Copy the records below exactly.

——————————

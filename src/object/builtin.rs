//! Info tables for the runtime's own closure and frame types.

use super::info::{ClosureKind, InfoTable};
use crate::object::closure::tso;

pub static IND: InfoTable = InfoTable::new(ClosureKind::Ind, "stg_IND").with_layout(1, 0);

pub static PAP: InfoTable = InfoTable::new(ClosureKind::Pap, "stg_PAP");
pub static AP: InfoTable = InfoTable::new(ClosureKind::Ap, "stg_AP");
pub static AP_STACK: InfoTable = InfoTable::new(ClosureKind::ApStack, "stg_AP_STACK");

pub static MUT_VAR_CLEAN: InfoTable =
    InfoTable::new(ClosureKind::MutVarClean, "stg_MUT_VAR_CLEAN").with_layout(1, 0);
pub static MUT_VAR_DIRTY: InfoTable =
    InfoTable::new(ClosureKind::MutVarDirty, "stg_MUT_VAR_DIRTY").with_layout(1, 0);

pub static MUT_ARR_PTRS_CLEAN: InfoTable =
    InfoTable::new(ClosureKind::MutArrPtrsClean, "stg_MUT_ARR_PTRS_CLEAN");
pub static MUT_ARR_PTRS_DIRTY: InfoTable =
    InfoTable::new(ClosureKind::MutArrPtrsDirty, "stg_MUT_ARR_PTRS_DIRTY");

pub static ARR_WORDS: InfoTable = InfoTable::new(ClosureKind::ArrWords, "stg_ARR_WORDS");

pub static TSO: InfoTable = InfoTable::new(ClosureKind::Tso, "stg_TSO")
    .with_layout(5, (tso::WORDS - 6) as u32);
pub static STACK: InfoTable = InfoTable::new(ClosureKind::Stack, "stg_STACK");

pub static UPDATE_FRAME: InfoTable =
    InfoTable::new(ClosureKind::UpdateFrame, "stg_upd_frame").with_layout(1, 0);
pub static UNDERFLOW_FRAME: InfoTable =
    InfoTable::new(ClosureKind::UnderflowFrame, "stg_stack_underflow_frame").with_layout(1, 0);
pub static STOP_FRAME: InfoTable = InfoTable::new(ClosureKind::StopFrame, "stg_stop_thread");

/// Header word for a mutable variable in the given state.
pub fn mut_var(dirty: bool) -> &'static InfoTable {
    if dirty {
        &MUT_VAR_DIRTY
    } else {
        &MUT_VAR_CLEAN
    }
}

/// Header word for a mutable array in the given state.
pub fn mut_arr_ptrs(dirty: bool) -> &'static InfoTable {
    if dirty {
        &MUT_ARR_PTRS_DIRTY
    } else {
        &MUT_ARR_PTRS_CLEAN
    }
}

——————————

§ **Problem solution**
filename src/object/builtin.rs
//! Info tables for the runtime's own closure and frame types.

use super::info::{ClosureKind, InfoTable};
use crate::object::closure::tso;

pub static IND: InfoTable = InfoTable::new(ClosureKind::Ind, "stg_IND").with_layout(1, 0);

pub static PAP: InfoTable = InfoTable::new(ClosureKind::Pap, "stg_PAP");
pub static AP: InfoTable = InfoTable::new(ClosureKind::Ap, "stg_AP");
pub static AP_STACK: InfoTable = InfoTable::new(ClosureKind::ApStack, "stg_AP_STACK");

pub static MUT_VAR_CLEAN: InfoTable =
    InfoTable::new(ClosureKind::MutVarClean, "stg_MUT_VAR_CLEAN").with_layout(1, 0);
pub static MUT_VAR_DIRTY: InfoTable =
    InfoTable::new(ClosureKind::MutVarDirty, "stg_MUT_VAR_DIRTY").with_layout(1, 0);

pub static MUT_ARR_PTRS_CLEAN: InfoTable =
    InfoTable::new(ClosureKind::MutArrPtrsClean, "stg_MUT_ARR_PTRS_CLEAN");
pub static MUT_ARR_PTRS_DIRTY: InfoTable =
    InfoTable::new(ClosureKind::MutArrPtrsDirty, "stg_MUT_ARR_PTRS_DIRTY");

pub static ARR_WORDS: InfoTable = InfoTable::new(ClosureKind::ArrWords, "stg_ARR_WORDS");

pub static TSO: InfoTable = InfoTable::new(ClosureKind::Tso, "stg_TSO")
    .with_layout(5, (tso::WORDS - 6) as u32);
pub static STACK: InfoTable = InfoTable::new(ClosureKind::Stack, "stg_STACK");

pub static UPDATE_FRAME: InfoTable =
    InfoTable::new(ClosureKind::UpdateFrame, "stg_upd_frame").with_layout(1, 0);
pub static UNDERFLOW_FRAME: InfoTable =
    InfoTable::new(ClosureKind::UnderflowFrame, "stg_stack_underflow_frame").with_layout(1, 0);
pub static STOP_FRAME: InfoTable = InfoTable::new(ClosureKind::StopFrame, "stg_stop_thread");

/// Header word for a mutable variable in the given state.
pub fn mut_var(dirty: bool) -> &'static InfoTable {
    if dirty {
        &MUT_VAR_DIRTY
    } else {
        &MUT_VAR_CLEAN
    }
}

/// Header word for a mutable array in the given state.
pub fn mut_arr_ptrs(dirty: bool) -> &'static InfoTable {
    if dirty {
        &MUT_ARR_PTRS_DIRTY
    } else {
        &MUT_ARR_PTRS_CLEAN
    }
}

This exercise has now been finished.